[Saved entries]
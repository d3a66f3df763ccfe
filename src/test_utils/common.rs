use std::sync::Arc;
use std::time::Duration;

use serde_json::Value;
use tracing_subscriber::EnvFilter;

use crate::BackoffPolicy;
use crate::ColumnMap;
use crate::CrosstabConfig;
use crate::RateQuota;
use crate::RowSnapshot;
use crate::Rule;
use crate::Table;

pub fn enable_logger() {
    let _ = tracing_subscriber::fmt()
        .with_env_filter(EnvFilter::try_from_default_env().unwrap_or_else(|_| EnvFilter::new("debug")))
        .with_test_writer()
        .try_init();
}

/// Raw table from string cells, header first
pub fn table(rows: &[&[&str]]) -> Table {
    rows.iter()
        .map(|row| row.iter().map(|v| Value::String(v.to_string())).collect())
        .collect()
}

/// Row snapshot at `row_index` under the given header
pub fn row_of(
    row_index: usize,
    header: &[&str],
    values: &[&str],
) -> RowSnapshot {
    let header: Vec<Value> = header.iter().map(|h| Value::String(h.to_string())).collect();
    let raw: Vec<Value> = values.iter().map(|v| Value::String(v.to_string())).collect();
    RowSnapshot::build(row_index, Arc::new(ColumnMap::from_header(&header)), &raw)
}

/// Complete, active rule writing about its first trigger column
pub fn test_rule(
    name: &str,
    triggers: &[&str],
    destination: &str,
) -> Rule {
    let subject = triggers.first().copied().unwrap_or("Topic");
    Rule {
        name: name.to_string(),
        trigger_columns: triggers.iter().map(|t| t.to_string()).collect(),
        system_message: "You are a concise writer.".to_string(),
        user_message: format!("Write about {{{subject}}}"),
        temperature: 0.7,
        max_tokens: 100,
        destination: destination.to_string(),
    }
}

/// Defaults with generous rate limits and millisecond retry delays
pub fn test_config() -> CrosstabConfig {
    let mut config = CrosstabConfig::default();
    config.rate_limit.source = RateQuota::new(60_000, 1_000);
    config.rate_limit.completion = RateQuota::new(60_000, 1_000);
    config.rate_limit.max_wait_ms = 5_000;
    let fast = BackoffPolicy {
        max_retries: 3,
        timeout_ms: 1_000,
        base_delay_ms: 1,
        max_delay_ms: 5,
    };
    config.retry.write = fast;
    config.retry.stats = fast;
    config.dispatch.generation_pool_size = 4;
    config.dispatch.write_pool_size = 8;
    config.dispatch.drain_timeout_ms = 2_000;
    config.completion.request_timeout_ms = 2_000;
    config
}

/// Rule-definition table for one rule, followed by `extra` global rows
pub fn rule_settings(
    name: &str,
    triggers: &str,
    user_message: &str,
    destination: &str,
    extra: &[(&str, &str)],
) -> Table {
    let mut rows: Vec<[String; 2]> = vec![
        [format!("{name}_TRIGGER_COL"), triggers.to_string()],
        [format!("{name}_SYSTEM_MESSAGE"), "You are a concise writer.".to_string()],
        [format!("{name}_USER_MESSAGE"), user_message.to_string()],
        [format!("{name}_TEMP"), "0.7".to_string()],
        [format!("{name}_MAX_TOKENS"), "100".to_string()],
        [format!("{name}_PROMPT_COL_TO"), destination.to_string()],
    ];
    rows.extend(extra.iter().map(|(k, v)| [k.to_string(), v.to_string()]));
    rows.into_iter()
        .map(|row| row.into_iter().map(Value::String).collect())
        .collect()
}

/// Polls `condition` every few milliseconds for up to two seconds
pub async fn wait_until(mut condition: impl FnMut() -> bool) -> bool {
    for _ in 0..400 {
        if condition() {
            return true;
        }
        tokio::time::sleep(Duration::from_millis(5)).await;
    }
    condition()
}
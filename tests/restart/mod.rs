use std::sync::Arc;

use crosstab::test_utils::wait_until;
use crosstab::SledCacheStore;

use crate::common::Harness;

/// Baselines survive a restart: an edit made while the engine was down is
/// detected, and already-known cells are not re-seeded.
#[tokio::test]
async fn test_baselines_survive_restart() {
    let db = sled::Config::new().temporary(true).open().unwrap();
    let store = Arc::new(SledCacheStore::from_db(db.clone()).unwrap());
    let h = Harness::with_store(&[&["Topic", "Summary"], &["cats", "done"], &["dogs", "done"]], store);

    let mut first = h.engine().await;
    assert_eq!(first.run_cycle().await.unwrap().seeded, Some(4));
    assert_eq!(first.run_cycle().await.unwrap().triggers, 0);
    first.shutdown().await.unwrap();

    h.sheet.set_cell(2, 0, "wolves");

    let mut second = h.engine().await;
    assert_eq!(second.run_cycle().await.unwrap().seeded, Some(0));
    let report = second.run_cycle().await.unwrap();
    assert_eq!(report.triggers, 1);
    assert!(wait_until(|| second.in_flight() == 0).await);
    assert_eq!(h.sheet.cell(2, 1), "generated: Summarise wolves");
    assert_eq!(h.sheet.cell(1, 1), "done");
    second.shutdown().await.unwrap();
}
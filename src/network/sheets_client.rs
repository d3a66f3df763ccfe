use std::time::Duration;

use async_trait::async_trait;
use reqwest::Url;
use serde::Deserialize;
use serde_json::json;
use serde_json::Value;
use tracing::debug;
use tracing::info;
use tracing::trace;

use super::DataSource;
use super::SettingsSource;
use crate::column_letter;
use crate::config::invalid;
use crate::sheet_range;
use crate::RangeRef;
use crate::Result;
use crate::SourceConfig;
use crate::SourceError;
use crate::Table;

const VALUE_INPUT_OPTION: &str = "USER_ENTERED";

#[derive(Debug, Deserialize)]
struct ValueRange {
    /// Absent when the range holds no data
    #[serde(default)]
    values: Table,
}

#[derive(Debug, Deserialize)]
struct Spreadsheet {
    #[serde(default)]
    sheets: Vec<SheetEntry>,
}

#[derive(Debug, Deserialize)]
struct SheetEntry {
    properties: SheetProperties,
}

#[derive(Debug, Deserialize)]
struct SheetProperties {
    title: String,
}

/// Google Sheets v4 API client: `values` reads and writes plus the few
/// spreadsheet-level calls the stats sheet needs
#[derive(Clone)]
pub struct SheetsClient {
    client: reqwest::Client,
    base_url: Url,
    spreadsheet_id: String,
    access_token: String,
    settings_range: String,
    request_timeout: Duration,
}

impl std::fmt::Debug for SheetsClient {
    fn fmt(
        &self,
        f: &mut std::fmt::Formatter<'_>,
    ) -> std::fmt::Result {
        f.debug_struct("SheetsClient")
            .field("base_url", &self.base_url.as_str())
            .field("spreadsheet_id", &self.spreadsheet_id)
            .finish()
    }
}

impl SheetsClient {
    pub fn new(config: &SourceConfig) -> Result<Self> {
        let base_url = Url::parse(&config.base_url)
            .map_err(|e| invalid(format!("source.base_url '{}' is invalid: {e}", config.base_url)))?;
        if base_url.cannot_be_a_base() {
            return Err(invalid(format!("source.base_url '{}' cannot be a base", config.base_url)));
        }

        let client = reqwest::Client::builder()
            .timeout(config.request_timeout())
            .build()
            .map_err(SourceError::Request)?;

        Ok(Self {
            client,
            base_url,
            spreadsheet_id: config.spreadsheet_id.clone(),
            access_token: config.access_token.clone(),
            settings_range: config.settings_range.clone(),
            request_timeout: config.request_timeout(),
        })
    }

    fn api_url(
        &self,
        segments: &[&str],
    ) -> Result<Url> {
        let mut url = self.base_url.clone();
        url.path_segments_mut()
            .map_err(|_| SourceError::MalformedRange(segments.join("/")))?
            .pop_if_empty()
            .push("spreadsheets")
            .extend(segments);
        Ok(url)
    }

    fn values_url(
        &self,
        range: &str,
    ) -> Result<Url> {
        self.api_url(&[self.spreadsheet_id.as_str(), "values", range])
    }

    async fn post(
        &self,
        url: Url,
        body: Value,
    ) -> Result<reqwest::Response> {
        trace!(%url, "POST");
        let response = self
            .client
            .post(url)
            .bearer_auth(&self.access_token)
            .json(&body)
            .send()
            .await
            .map_err(|e| self.request_error(e))?;
        check_status(response).await
    }

    async fn sheet_titles(&self) -> Result<Vec<String>> {
        let mut url = self.api_url(&[self.spreadsheet_id.as_str()])?;
        url.query_pairs_mut().append_pair("fields", "sheets.properties.title");
        trace!(%url, "GET spreadsheet");

        let response = self
            .client
            .get(url)
            .bearer_auth(&self.access_token)
            .send()
            .await
            .map_err(|e| self.request_error(e))?;
        let response = check_status(response).await?;

        let body: Spreadsheet = response
            .json()
            .await
            .map_err(|e| SourceError::UnexpectedResponse(format!("spreadsheet body: {e}")))?;
        Ok(body.sheets.into_iter().map(|s| s.properties.title).collect())
    }

    fn request_error(
        &self,
        e: reqwest::Error,
    ) -> SourceError {
        if e.is_timeout() {
            SourceError::Timeout(self.request_timeout)
        } else {
            SourceError::Request(e)
        }
    }

    async fn read_range(
        &self,
        range: &str,
    ) -> Result<Table> {
        let url = self.values_url(range)?;
        trace!(%url, "GET values");

        let response = self
            .client
            .get(url)
            .bearer_auth(&self.access_token)
            .send()
            .await
            .map_err(|e| self.request_error(e))?;
        let response = check_status(response).await?;

        let body: ValueRange = response
            .json()
            .await
            .map_err(|e| SourceError::UnexpectedResponse(format!("values body for {range}: {e}")))?;
        debug!(range, rows = body.values.len(), "read range");
        Ok(body.values)
    }
}

async fn check_status(response: reqwest::Response) -> Result<reqwest::Response> {
    let status = response.status();
    if status.is_success() {
        return Ok(response);
    }
    let body = response.text().await.unwrap_or_default();
    Err(SourceError::Http {
        status: status.as_u16(),
        body,
    }
    .into())
}

#[async_trait]
impl DataSource for SheetsClient {
    async fn get_table(
        &self,
        sheet: &str,
    ) -> Result<Table> {
        self.read_range(&sheet_range(sheet)).await
    }

    async fn update_range(
        &self,
        range: &RangeRef,
        values: Vec<Vec<String>>,
    ) -> Result<()> {
        let range = range.to_string();
        let mut url = self.values_url(&range)?;
        url.query_pairs_mut().append_pair("valueInputOption", VALUE_INPUT_OPTION);
        trace!(%url, "PUT values");

        let body: Value = json!({
            "range": range,
            "majorDimension": "ROWS",
            "values": values,
        });
        let response = self
            .client
            .put(url)
            .bearer_auth(&self.access_token)
            .json(&body)
            .send()
            .await
            .map_err(|e| self.request_error(e))?;
        check_status(response).await?;

        debug!(%range, "range updated");
        Ok(())
    }

    async fn ensure_sheet(
        &self,
        sheet: &str,
    ) -> Result<()> {
        if self.sheet_titles().await?.iter().any(|t| t == sheet) {
            return Ok(());
        }

        let batch_update = format!("{}:batchUpdate", self.spreadsheet_id);
        let url = self.api_url(&[batch_update.as_str()])?;
        let body = json!({
            "requests": [{"addSheet": {"properties": {"title": sheet}}}],
        });
        self.post(url, body).await?;
        info!(sheet, "sheet created");
        Ok(())
    }

    async fn clear_columns(
        &self,
        sheet: &str,
        first: usize,
        last: usize,
    ) -> Result<()> {
        let range = format!(
            "{}!{}:{}",
            sheet_range(sheet),
            column_letter(first + 1),
            column_letter(last + 1)
        );
        let url = self.values_url(&format!("{range}:clear"))?;
        self.post(url, json!({})).await?;
        debug!(%range, "range cleared");
        Ok(())
    }
}

#[async_trait]
impl SettingsSource for SheetsClient {
    async fn fetch_settings(&self) -> Result<Table> {
        self.read_range(&self.settings_range).await
    }
}
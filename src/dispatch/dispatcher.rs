use std::sync::Arc;
use std::time::Duration;

use tokio::sync::Semaphore;
use tokio::time::timeout;
use tokio_util::sync::CancellationToken;
use tokio_util::task::TaskTracker;
use tracing::debug;
use tracing::info;
use tracing::warn;

use super::GenerationJob;
use crate::metrics::COMPLETIONS_TOTAL;
use crate::metrics::GENERATIONS_IN_FLIGHT;
use crate::CompletionError;
use crate::CompletionService;
use crate::DispatchError;
use crate::Error;
use crate::Result;
use crate::RetryingWriter;
use crate::SharedRateLimiter;
use crate::Stats;

/// Bounded-concurrency executor for generation jobs.
///
/// [`Dispatcher::submit`] waits for one of `generation_pool_size` slots, so a
/// saturated pool pushes back on the poll driver instead of growing a
/// backlog. Every worker is tracked and can be drained or cancelled on
/// shutdown; cancellation drops the worker's cell lock and slot.
pub struct Dispatcher {
    slots: Arc<Semaphore>,
    tracker: TaskTracker,
    cancel: CancellationToken,
    worker: Arc<Worker>,
}

impl std::fmt::Debug for Dispatcher {
    fn fmt(
        &self,
        f: &mut std::fmt::Formatter<'_>,
    ) -> std::fmt::Result {
        f.debug_struct("Dispatcher")
            .field("available_slots", &self.slots.available_permits())
            .field("in_flight", &self.tracker.len())
            .finish()
    }
}

struct Worker {
    writer: Arc<RetryingWriter>,
    completion: Arc<dyn CompletionService>,
    limiter: Arc<SharedRateLimiter>,
    stats: Arc<Stats>,
    completion_timeout: Duration,
}

/// Pipeline step a worker failed in, used as error label
#[derive(Debug, Clone, Copy)]
enum Stage {
    Marker,
    Generation,
    WriteBack,
}

impl Stage {
    fn as_str(&self) -> &'static str {
        match self {
            Stage::Marker => "marker",
            Stage::Generation => "generation",
            Stage::WriteBack => "write",
        }
    }
}

impl Dispatcher {
    pub fn new(
        generation_pool_size: usize,
        writer: Arc<RetryingWriter>,
        completion: Arc<dyn CompletionService>,
        limiter: Arc<SharedRateLimiter>,
        stats: Arc<Stats>,
        completion_timeout: Duration,
    ) -> Self {
        Self {
            slots: Arc::new(Semaphore::new(generation_pool_size)),
            tracker: TaskTracker::new(),
            cancel: CancellationToken::new(),
            worker: Arc::new(Worker {
                writer,
                completion,
                limiter,
                stats,
                completion_timeout,
            }),
        }
    }

    /// Waits for a free slot, then hands `job` to a tracked worker task.
    ///
    /// # Errors
    /// [`DispatchError::ShuttingDown`] once [`Dispatcher::shutdown`] started,
    /// including for callers already waiting for a slot.
    pub async fn submit(
        &self,
        job: GenerationJob,
    ) -> Result<()> {
        if self.tracker.is_closed() {
            return Err(DispatchError::ShuttingDown.into());
        }
        let permit = self
            .slots
            .clone()
            .acquire_owned()
            .await
            .map_err(|_| DispatchError::ShuttingDown)?;

        debug!(
            row = job.row.row_index(),
            rule = %job.rule.name,
            reason = ?job.reason,
            "dispatching generation job"
        );

        let worker = self.worker.clone();
        let cancel = self.cancel.clone();
        self.tracker.spawn(async move {
            let _permit = permit;
            GENERATIONS_IN_FLIGHT.inc();
            tokio::select! {
                _ = worker.run(&job) => {}
                _ = cancel.cancelled() => {
                    warn!(cell = %job.range(), rule = %job.rule.name, "generation job cancelled");
                }
            }
            GENERATIONS_IN_FLIGHT.dec();
        });
        Ok(())
    }

    pub fn in_flight(&self) -> usize {
        self.tracker.len()
    }

    pub fn available_slots(&self) -> usize {
        self.slots.available_permits()
    }

    /// Stops admission and waits for running workers.
    ///
    /// Workers still running after `drain_timeout` are cancelled.
    ///
    /// # Errors
    /// [`DispatchError::DrainTimeout`] with the number of cancelled workers.
    pub async fn shutdown(
        &self,
        drain_timeout: Duration,
    ) -> Result<()> {
        self.tracker.close();
        self.slots.close();
        info!(in_flight = self.tracker.len(), "draining generation workers");

        if timeout(drain_timeout, self.tracker.wait()).await.is_ok() {
            info!("generation workers drained");
            return Ok(());
        }

        let abandoned = self.tracker.len();
        warn!(abandoned, "drain timed out, cancelling generation workers");
        self.cancel.cancel();
        self.tracker.wait().await;
        Err(DispatchError::DrainTimeout(abandoned, drain_timeout).into())
    }
}

impl Worker {
    async fn run(
        &self,
        job: &GenerationJob,
    ) {
        match self.generate(job).await {
            Ok(()) => {
                self.stats.record_success();
                info!(cell = %job.range(), rule = %job.rule.name, "generated value written");
            }
            Err((stage, e)) => {
                if matches!(stage, Stage::Generation) {
                    COMPLETIONS_TOTAL.with_label_values(&["failed"]).inc();
                }
                warn!(
                    cell = %job.range(),
                    rule = %job.rule.name,
                    stage = stage.as_str(),
                    "generation job abandoned: {}",
                    e
                );
                self.stats.record_error(stage.as_str(), &e);
            }
        }
    }

    /// Lock, clear, generate, write. The cell lock is held throughout and
    /// released on every exit path when the guard drops.
    async fn generate(
        &self,
        job: &GenerationJob,
    ) -> std::result::Result<(), (Stage, Error)> {
        let guard = self.writer.locks().lock(&job.range()).await;

        self.writer
            .write_held(&guard, "")
            .await
            .map_err(|e| (Stage::Marker, e))?;

        let request = job.rule.completion_request(&job.row);
        let text = async {
            self.limiter.wait().await?;
            match timeout(self.completion_timeout, self.completion.complete(request)).await {
                Ok(result) => result,
                Err(_) => Err(CompletionError::Timeout(self.completion_timeout).into()),
            }
        }
        .await
        .map_err(|e| (Stage::Generation, e))?;

        self.writer
            .write_held(&guard, &text)
            .await
            .map_err(|e| (Stage::WriteBack, e))
    }
}
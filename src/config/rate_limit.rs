use std::time::Duration;

use serde::Deserialize;
use serde::Serialize;

use super::invalid;
use crate::Result;

/// Token bucket parameters for one external dependency
#[derive(Debug, Serialize, Deserialize, Clone, Copy, PartialEq, Eq)]
pub struct RateQuota {
    /// Sustained rate (tokens per minute)
    pub per_minute: u32,
    /// Bucket capacity
    pub burst: u32,
}

impl RateQuota {
    pub const fn new(
        per_minute: u32,
        burst: u32,
    ) -> Self {
        Self { per_minute, burst }
    }

    /// The rule sheet only carries a rate; burst follows it.
    pub const fn per_minute(per_minute: u32) -> Self {
        Self::new(per_minute, per_minute)
    }

    /// Interval at which one token is replenished
    pub fn replenish_interval(&self) -> Duration {
        Duration::from_secs(60) / self.per_minute.max(1)
    }

    fn validate(
        &self,
        name: &str,
    ) -> Result<()> {
        if self.per_minute == 0 {
            return Err(invalid(format!("rate_limit.{name}.per_minute must be greater than 0")));
        }
        if self.burst == 0 {
            return Err(invalid(format!("rate_limit.{name}.burst must be greater than 0")));
        }
        Ok(())
    }
}

#[derive(Debug, Serialize, Deserialize, Clone)]
pub struct RateLimitConfig {
    /// Spreadsheet API calls (reads and writes)
    #[serde(default = "default_source_quota")]
    pub source: RateQuota,

    /// Completion API calls
    #[serde(default = "default_completion_quota")]
    pub completion: RateQuota,

    /// Hard deadline on a single `wait()` (unit: milliseconds)
    #[serde(default = "default_max_wait_ms")]
    pub max_wait_ms: u64,
}

impl Default for RateLimitConfig {
    fn default() -> Self {
        Self {
            source: default_source_quota(),
            completion: default_completion_quota(),
            max_wait_ms: default_max_wait_ms(),
        }
    }
}

impl RateLimitConfig {
    pub fn max_wait(&self) -> Duration {
        Duration::from_millis(self.max_wait_ms)
    }

    pub fn validate(&self) -> Result<()> {
        self.source.validate("source")?;
        self.completion.validate("completion")?;
        if self.max_wait_ms == 0 {
            return Err(invalid("rate_limit.max_wait_ms cannot be 0"));
        }
        Ok(())
    }
}

fn default_source_quota() -> RateQuota {
    RateQuota::new(29, 29)
}
fn default_completion_quota() -> RateQuota {
    RateQuota::new(10, 10)
}
fn default_max_wait_ms() -> u64 {
    300_000
}
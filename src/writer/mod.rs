//! Write-back path into the data source.
mod retrying_writer;

pub use retrying_writer::*;
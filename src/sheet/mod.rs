//! Spreadsheet addressing and row snapshots.
//!
//! Translates the raw table returned by the data source into immutable
//! [`RowSnapshot`]s, and cell positions into A1 ranges for write-back.
mod cell;
mod column;
mod snapshot;

pub use cell::*;
pub use column::*;
pub use snapshot::*;

#[cfg(test)]
mod sheet_test;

PROMPT = The response must contain each line above that holds the string "fast".

SOLUTION TO THIS EXERCISE =
    let fast = BackoffPolicy {
    config.retry.write = fast;
    config.retry.stats = fast;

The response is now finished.